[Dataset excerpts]
//! Suggest command implementation.

use std::path::PathBuf;

use anyhow::{Context, Result};
use colored::Colorize;
use smartfill_core::{Frame, ScoringOptions};
use tracing::info;

use crate::utils::{open_library, parse_frame_size, wait_for_analysis};

pub struct SuggestArgs {
    pub dir: PathBuf,
    pub frame: String,
    pub options: ScoringOptions,
    pub no_wait: bool,
    pub json: bool,
}

/// Execute the suggest command.
pub async fn execute(args: SuggestArgs) -> Result<()> {
    let (width, height) = parse_frame_size(&args.frame)?;
    let frame = Frame::new("frame", width, height);
    let (library, coordinator) = open_library(&args.dir, vec![frame.clone()]).await?;

    if !args.no_wait {
        coordinator
            .analyze_library(&library.photo_id_list(), args.options.target_faces)
            .await
            .context("Failed to dispatch analysis")?;
        wait_for_analysis(&coordinator, args.json).await;
    }

    let suggestions = coordinator
        .get_suggestions_for_frame(&frame, args.options)
        .await
        .context("Failed to score photos")?;
    info!(suggestions = suggestions.len(), "Scored suggestions");

    if args.json {
        println!("{}", serde_json::to_string_pretty(&suggestions)?);
        return Ok(());
    }

    println!();
    println!(
        "{}",
        format!("Best photos for a {} frame", args.frame).bold()
    );
    if suggestions.is_empty() {
        println!();
        println!("   {}", "No analyzed photos yet.".yellow());
        return Ok(());
    }
    println!();
    for (rank, suggestion) in suggestions.iter().enumerate() {
        let b = &suggestion.breakdown;
        println!(
            "   {:>2}. {} {}",
            rank + 1,
            suggestion.photo_id,
            format!("{}/100", suggestion.total_score).green()
        );
        println!(
            "       {}",
            format!(
                "aspect {} | resolution {} | composition {} | color {} | faces {}",
                b.aspect_ratio, b.resolution, b.composition, b.color_harmony, b.face_handling
            )
            .dimmed()
        );
        for warning in &suggestion.warnings {
            println!("       {} {}", "!".yellow(), warning.yellow());
        }
    }
    Ok(())
}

**REQUIRED ACTION**
Return the records in their entirety. Keep every character as it is.

**EXERCISE OUTPUT**
//! Suggest command implementation.

use std::path::PathBuf;

use anyhow::{Context, Result};
use colored::Colorize;
use smartfill_core::{Frame, ScoringOptions};
use tracing::info;

use crate::utils::{open_library, parse_frame_size, wait_for_analysis};

pub struct SuggestArgs {
    pub dir: PathBuf,
    pub frame: String,
    pub options: ScoringOptions,
    pub no_wait: bool,
    pub json: bool,
}

/// Execute the suggest command.
pub async fn execute(args: SuggestArgs) -> Result<()> {
    let (width, height) = parse_frame_size(&args.frame)?;
    let frame = Frame::new("frame", width, height);
    let (library, coordinator) = open_library(&args.dir, vec![frame.clone()]).await?;

    if !args.no_wait {
        coordinator
            .analyze_library(&library.photo_id_list(), args.options.target_faces)
            .await
            .context("Failed to dispatch analysis")?;
        wait_for_analysis(&coordinator, args.json).await;
    }

    let suggestions = coordinator
        .get_suggestions_for_frame(&frame, args.options)
        .await
        .context("Failed to score photos")?;
    info!(suggestions = suggestions.len(), "Scored suggestions");

    if args.json {
        println!("{}", serde_json::to_string_pretty(&suggestions)?);
        return Ok(());
    }

    println!();
    println!(
        "{}",
        format!("Best photos for a {} frame", args.frame).bold()
    );
    if suggestions.is_empty() {
        println!();
        println!("   {}", "No analyzed photos yet.".yellow());
        return Ok(());
    }
    println!();
    for (rank, suggestion) in suggestions.iter().enumerate() {
        let b = &suggestion.breakdown;
        println!(
            "   {:>2}. {} {}",
            rank + 1,
            suggestion.photo_id,
            format!("{}/100", suggestion.total_score).green()
        );
        println!(
            "       {}",
            format!(
                "aspect {} | resolution {} | composition {} | color {} | faces {}",
                b.aspect_ratio, b.resolution, b.composition, b.color_harmony, b.face_handling
            )
            .dimmed()
        );
        for warning in &suggestion.warnings {
            println!("       {} {}", "!".yellow(), warning.yellow());
        }
    }
    Ok(())
}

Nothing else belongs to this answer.